*** PROVIDED MATERIAL
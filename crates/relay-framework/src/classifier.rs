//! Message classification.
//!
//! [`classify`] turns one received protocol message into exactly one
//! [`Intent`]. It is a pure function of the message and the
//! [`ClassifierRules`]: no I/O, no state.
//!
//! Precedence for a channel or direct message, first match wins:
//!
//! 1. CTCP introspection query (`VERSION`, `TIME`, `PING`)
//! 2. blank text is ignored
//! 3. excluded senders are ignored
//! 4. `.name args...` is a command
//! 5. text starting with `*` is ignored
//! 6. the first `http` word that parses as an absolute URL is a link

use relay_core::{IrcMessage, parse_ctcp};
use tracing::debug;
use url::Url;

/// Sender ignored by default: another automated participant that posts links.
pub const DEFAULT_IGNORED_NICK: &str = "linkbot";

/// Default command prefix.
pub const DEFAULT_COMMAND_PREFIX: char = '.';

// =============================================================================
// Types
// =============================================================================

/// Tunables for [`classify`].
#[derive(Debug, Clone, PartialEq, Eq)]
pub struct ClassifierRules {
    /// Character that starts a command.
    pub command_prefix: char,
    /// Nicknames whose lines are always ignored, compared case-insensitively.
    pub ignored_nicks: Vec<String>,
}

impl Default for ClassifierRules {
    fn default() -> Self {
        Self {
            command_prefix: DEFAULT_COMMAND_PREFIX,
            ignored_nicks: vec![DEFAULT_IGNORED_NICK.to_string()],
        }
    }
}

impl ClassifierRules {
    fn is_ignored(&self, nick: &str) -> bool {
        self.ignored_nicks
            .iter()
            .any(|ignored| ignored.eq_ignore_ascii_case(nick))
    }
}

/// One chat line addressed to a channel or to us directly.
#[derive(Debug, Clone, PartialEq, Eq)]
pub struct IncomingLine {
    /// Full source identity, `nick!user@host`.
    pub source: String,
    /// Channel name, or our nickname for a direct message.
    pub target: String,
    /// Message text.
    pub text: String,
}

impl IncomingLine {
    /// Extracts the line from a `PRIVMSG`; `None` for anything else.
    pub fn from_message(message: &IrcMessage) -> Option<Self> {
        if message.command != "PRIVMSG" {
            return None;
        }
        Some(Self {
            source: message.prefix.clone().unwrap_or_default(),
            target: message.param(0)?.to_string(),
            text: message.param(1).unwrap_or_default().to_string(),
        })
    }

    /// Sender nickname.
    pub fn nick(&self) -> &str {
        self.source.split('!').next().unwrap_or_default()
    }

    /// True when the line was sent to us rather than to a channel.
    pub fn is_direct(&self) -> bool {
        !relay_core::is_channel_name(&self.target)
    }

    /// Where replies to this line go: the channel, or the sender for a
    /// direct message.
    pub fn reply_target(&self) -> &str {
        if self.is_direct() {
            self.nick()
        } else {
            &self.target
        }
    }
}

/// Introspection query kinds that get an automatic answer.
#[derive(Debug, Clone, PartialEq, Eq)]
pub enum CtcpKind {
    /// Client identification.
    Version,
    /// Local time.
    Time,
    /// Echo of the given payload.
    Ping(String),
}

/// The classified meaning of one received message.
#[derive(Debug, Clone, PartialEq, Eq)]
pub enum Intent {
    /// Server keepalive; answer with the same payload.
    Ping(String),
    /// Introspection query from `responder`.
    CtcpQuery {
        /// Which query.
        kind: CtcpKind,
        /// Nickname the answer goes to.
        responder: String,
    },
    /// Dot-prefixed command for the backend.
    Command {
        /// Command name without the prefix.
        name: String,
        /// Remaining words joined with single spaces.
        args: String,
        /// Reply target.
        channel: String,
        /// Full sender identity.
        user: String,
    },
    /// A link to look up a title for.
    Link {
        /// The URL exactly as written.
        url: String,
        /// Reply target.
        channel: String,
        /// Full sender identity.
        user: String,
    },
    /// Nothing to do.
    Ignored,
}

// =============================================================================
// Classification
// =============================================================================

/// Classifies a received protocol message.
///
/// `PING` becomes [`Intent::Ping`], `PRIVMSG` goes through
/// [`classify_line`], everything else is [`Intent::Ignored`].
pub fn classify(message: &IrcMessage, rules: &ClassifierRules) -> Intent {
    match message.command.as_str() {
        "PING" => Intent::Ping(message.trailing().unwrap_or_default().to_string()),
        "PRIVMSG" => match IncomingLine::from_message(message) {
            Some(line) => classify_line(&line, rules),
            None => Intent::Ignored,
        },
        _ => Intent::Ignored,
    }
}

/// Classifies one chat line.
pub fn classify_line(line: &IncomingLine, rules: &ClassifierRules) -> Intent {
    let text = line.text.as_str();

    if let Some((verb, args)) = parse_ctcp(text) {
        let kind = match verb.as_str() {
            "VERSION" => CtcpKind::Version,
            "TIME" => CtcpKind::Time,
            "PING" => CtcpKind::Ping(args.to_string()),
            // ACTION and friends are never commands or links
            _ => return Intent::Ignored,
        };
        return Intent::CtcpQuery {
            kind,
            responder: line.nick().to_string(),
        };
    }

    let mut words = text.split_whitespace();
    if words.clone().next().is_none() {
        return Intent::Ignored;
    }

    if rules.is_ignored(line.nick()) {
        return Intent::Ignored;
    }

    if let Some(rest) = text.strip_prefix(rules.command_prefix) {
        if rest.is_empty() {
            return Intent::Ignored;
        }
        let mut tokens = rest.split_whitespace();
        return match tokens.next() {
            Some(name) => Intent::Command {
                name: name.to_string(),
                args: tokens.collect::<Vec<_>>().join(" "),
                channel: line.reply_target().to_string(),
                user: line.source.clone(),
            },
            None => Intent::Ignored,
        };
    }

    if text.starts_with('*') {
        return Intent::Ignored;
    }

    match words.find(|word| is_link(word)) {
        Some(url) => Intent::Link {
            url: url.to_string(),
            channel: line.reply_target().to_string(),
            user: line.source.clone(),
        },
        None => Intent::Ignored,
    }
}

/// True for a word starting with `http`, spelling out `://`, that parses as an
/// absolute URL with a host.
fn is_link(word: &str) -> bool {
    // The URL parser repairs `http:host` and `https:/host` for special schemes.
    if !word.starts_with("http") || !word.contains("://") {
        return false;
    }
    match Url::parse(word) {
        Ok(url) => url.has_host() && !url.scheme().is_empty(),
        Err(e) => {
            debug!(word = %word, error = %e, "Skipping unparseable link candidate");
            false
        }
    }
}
******
*** PROVIDED MATERIAL
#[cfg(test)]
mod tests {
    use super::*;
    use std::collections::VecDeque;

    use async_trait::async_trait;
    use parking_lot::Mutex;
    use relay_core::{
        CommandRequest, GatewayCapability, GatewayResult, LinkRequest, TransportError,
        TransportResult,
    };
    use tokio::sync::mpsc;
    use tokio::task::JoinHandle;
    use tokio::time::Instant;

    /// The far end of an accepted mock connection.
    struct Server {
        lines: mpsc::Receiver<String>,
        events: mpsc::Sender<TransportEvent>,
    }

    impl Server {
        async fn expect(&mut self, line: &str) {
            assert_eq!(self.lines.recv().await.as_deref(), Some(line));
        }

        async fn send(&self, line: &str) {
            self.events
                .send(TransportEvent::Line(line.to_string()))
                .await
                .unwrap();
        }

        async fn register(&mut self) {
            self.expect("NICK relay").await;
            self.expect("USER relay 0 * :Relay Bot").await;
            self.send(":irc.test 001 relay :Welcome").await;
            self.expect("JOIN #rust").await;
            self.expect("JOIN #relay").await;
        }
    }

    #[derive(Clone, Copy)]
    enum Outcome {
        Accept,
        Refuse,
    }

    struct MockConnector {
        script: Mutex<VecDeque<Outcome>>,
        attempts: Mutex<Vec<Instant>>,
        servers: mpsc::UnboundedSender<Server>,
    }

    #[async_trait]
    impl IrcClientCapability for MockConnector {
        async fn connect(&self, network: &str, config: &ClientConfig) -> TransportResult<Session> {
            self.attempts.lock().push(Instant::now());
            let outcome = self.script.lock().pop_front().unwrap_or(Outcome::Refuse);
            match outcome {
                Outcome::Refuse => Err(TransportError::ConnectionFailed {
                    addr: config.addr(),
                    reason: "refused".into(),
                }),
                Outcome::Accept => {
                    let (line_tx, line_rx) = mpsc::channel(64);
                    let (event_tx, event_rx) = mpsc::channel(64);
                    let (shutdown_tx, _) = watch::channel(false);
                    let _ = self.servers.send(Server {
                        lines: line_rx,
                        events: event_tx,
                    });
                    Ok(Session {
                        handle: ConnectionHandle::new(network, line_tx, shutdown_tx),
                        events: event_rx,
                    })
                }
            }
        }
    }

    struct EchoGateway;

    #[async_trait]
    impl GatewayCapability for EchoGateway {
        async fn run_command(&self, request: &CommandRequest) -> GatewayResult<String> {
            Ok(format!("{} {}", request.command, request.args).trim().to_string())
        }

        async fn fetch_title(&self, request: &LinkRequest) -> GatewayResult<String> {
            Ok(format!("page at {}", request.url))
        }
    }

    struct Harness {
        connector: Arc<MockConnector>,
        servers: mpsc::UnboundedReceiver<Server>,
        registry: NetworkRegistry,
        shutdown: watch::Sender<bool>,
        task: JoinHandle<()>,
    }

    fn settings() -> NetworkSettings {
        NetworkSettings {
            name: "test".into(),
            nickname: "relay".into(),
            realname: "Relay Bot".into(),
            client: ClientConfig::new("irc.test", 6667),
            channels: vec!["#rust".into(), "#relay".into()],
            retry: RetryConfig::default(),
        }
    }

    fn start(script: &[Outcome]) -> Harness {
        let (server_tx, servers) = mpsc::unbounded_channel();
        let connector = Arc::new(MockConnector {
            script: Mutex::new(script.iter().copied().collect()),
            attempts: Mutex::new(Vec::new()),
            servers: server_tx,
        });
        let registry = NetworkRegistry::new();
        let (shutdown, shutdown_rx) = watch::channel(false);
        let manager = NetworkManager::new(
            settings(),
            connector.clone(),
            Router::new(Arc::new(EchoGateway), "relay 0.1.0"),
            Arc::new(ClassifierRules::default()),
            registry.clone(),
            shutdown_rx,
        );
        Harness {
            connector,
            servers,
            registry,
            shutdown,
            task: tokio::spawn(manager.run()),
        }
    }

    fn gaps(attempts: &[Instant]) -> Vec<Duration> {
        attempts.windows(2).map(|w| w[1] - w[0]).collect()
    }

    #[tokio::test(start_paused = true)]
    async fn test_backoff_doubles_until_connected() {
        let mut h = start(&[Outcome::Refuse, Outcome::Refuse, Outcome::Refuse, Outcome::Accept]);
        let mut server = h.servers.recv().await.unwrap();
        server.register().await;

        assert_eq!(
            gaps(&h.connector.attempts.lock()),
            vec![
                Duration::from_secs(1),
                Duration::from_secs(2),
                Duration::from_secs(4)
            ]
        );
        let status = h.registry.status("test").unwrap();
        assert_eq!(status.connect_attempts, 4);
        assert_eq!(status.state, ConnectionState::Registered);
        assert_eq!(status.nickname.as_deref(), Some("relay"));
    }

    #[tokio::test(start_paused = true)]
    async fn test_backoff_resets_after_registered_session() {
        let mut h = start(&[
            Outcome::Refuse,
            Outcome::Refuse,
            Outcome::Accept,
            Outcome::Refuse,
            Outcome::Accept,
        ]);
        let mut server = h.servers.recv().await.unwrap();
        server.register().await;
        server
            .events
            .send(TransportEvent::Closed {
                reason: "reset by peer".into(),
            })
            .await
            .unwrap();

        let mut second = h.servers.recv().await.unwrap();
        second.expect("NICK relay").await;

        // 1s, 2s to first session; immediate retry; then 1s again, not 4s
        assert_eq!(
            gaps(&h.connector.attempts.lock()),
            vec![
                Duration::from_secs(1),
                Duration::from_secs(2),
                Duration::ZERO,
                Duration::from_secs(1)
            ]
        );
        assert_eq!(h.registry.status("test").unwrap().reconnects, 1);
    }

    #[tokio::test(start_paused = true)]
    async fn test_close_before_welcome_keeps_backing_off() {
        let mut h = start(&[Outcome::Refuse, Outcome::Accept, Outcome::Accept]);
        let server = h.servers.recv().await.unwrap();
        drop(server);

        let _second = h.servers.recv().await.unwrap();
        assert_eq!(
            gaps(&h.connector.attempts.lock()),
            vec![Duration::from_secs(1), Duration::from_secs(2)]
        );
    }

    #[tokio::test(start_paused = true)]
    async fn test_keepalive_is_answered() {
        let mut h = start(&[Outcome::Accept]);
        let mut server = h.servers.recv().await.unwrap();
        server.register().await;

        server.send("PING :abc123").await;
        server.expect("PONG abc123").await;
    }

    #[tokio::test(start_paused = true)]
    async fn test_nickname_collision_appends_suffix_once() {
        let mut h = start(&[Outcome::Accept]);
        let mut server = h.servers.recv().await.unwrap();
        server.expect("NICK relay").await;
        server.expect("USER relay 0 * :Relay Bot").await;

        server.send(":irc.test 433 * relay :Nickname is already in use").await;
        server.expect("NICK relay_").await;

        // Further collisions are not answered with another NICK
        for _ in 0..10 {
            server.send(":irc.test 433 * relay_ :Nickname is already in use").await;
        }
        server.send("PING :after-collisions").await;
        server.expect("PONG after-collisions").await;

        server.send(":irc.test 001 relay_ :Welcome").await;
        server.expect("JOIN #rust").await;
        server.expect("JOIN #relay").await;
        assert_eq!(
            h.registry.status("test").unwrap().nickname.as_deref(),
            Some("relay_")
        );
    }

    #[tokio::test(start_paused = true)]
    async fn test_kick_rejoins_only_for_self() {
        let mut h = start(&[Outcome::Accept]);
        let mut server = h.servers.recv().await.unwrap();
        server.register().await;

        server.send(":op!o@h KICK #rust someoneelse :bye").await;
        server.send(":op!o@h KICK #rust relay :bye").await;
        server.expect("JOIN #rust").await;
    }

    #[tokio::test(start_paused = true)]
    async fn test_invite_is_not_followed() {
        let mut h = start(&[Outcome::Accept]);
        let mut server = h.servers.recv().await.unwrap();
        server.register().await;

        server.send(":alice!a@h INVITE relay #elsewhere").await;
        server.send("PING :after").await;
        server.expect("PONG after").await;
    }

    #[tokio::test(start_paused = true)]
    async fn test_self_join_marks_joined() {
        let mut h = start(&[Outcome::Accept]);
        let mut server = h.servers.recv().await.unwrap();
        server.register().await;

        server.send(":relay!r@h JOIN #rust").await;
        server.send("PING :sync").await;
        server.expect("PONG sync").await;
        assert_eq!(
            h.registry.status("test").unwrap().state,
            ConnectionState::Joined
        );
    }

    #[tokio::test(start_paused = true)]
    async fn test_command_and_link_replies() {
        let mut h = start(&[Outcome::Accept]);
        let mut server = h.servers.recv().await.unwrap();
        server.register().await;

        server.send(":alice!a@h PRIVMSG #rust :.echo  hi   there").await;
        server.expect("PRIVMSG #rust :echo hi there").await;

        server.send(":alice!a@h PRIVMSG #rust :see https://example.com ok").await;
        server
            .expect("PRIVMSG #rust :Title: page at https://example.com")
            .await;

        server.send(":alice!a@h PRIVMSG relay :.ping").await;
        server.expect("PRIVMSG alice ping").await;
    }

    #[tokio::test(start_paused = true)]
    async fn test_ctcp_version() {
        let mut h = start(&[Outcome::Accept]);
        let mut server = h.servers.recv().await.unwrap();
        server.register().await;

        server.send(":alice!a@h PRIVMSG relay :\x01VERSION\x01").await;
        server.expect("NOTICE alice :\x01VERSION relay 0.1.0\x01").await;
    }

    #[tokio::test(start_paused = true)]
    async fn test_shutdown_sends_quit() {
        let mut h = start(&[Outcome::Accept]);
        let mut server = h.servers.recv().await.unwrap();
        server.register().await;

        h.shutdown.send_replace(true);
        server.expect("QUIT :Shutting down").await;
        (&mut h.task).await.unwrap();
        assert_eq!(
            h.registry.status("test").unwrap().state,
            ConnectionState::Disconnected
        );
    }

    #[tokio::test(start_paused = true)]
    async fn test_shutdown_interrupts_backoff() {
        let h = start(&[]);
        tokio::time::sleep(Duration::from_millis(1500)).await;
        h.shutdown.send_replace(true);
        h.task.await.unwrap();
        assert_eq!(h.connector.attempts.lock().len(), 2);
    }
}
******
*** PROVIDED MATERIAL
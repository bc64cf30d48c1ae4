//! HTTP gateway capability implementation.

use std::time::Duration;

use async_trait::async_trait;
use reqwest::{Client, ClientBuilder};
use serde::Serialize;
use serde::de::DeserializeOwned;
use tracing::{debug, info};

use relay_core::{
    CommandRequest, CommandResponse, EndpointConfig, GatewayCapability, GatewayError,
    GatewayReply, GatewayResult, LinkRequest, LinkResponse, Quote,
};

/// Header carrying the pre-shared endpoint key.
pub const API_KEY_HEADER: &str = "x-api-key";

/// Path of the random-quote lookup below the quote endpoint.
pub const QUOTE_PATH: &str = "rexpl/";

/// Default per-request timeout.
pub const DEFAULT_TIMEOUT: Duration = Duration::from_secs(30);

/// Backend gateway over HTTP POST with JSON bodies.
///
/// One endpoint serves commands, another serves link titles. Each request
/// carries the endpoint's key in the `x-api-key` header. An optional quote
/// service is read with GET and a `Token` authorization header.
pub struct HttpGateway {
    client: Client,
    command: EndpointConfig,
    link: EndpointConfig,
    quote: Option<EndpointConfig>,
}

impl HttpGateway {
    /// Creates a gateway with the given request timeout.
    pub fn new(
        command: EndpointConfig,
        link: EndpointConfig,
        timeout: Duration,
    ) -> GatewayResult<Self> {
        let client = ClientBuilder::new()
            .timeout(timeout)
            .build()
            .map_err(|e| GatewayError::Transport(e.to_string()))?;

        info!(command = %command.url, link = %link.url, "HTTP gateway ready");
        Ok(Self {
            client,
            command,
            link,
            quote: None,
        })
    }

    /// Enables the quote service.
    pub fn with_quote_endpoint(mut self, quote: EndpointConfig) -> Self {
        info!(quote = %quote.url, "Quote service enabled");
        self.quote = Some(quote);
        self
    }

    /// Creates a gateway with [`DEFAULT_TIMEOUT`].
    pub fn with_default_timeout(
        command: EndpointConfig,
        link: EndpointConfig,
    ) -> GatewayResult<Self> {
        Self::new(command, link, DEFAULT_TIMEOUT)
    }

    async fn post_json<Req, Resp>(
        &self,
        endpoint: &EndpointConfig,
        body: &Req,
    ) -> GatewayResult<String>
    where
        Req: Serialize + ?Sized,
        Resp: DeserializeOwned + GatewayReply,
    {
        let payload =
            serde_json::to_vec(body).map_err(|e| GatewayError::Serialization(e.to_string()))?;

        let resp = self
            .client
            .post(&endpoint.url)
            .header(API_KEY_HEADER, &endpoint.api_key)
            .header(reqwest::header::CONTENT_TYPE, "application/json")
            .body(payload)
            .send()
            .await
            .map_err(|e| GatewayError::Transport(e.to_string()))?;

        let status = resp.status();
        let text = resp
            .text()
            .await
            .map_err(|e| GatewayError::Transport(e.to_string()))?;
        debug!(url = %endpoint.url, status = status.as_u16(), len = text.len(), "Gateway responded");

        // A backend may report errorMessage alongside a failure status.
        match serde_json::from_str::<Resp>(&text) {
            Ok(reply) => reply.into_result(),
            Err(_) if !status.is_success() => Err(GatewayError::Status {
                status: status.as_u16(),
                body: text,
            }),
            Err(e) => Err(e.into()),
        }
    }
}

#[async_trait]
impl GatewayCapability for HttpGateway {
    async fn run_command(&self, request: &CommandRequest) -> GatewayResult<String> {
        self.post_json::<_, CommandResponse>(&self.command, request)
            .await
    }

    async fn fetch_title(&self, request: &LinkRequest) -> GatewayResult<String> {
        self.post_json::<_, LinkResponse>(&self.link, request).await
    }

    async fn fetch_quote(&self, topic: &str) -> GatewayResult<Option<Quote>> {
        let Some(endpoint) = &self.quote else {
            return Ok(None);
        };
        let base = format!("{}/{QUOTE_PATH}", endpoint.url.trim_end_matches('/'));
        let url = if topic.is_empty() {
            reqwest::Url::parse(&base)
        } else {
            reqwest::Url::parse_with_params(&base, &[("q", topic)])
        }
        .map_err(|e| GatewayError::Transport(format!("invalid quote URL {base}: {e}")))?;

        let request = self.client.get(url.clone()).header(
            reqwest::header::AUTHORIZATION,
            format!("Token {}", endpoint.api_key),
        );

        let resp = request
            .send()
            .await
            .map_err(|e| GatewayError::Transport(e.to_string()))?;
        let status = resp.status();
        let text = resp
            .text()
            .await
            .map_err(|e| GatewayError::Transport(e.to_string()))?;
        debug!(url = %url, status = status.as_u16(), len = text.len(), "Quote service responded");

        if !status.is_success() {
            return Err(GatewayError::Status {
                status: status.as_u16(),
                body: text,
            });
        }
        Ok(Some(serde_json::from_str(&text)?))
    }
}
******
**TO DO**
Scan the records for the word "return". Copy each line where it turns up.

**PROBLEM SOLUTION**
            return None;
            _ => return Intent::Ignored,
        return Intent::CtcpQuery {
        return Intent::Ignored;
        return Intent::Ignored;
            return Intent::Ignored;
        return match tokens.next() {
        return Intent::Ignored;
        return false;
            return Ok(None);
            return Err(GatewayError::Status {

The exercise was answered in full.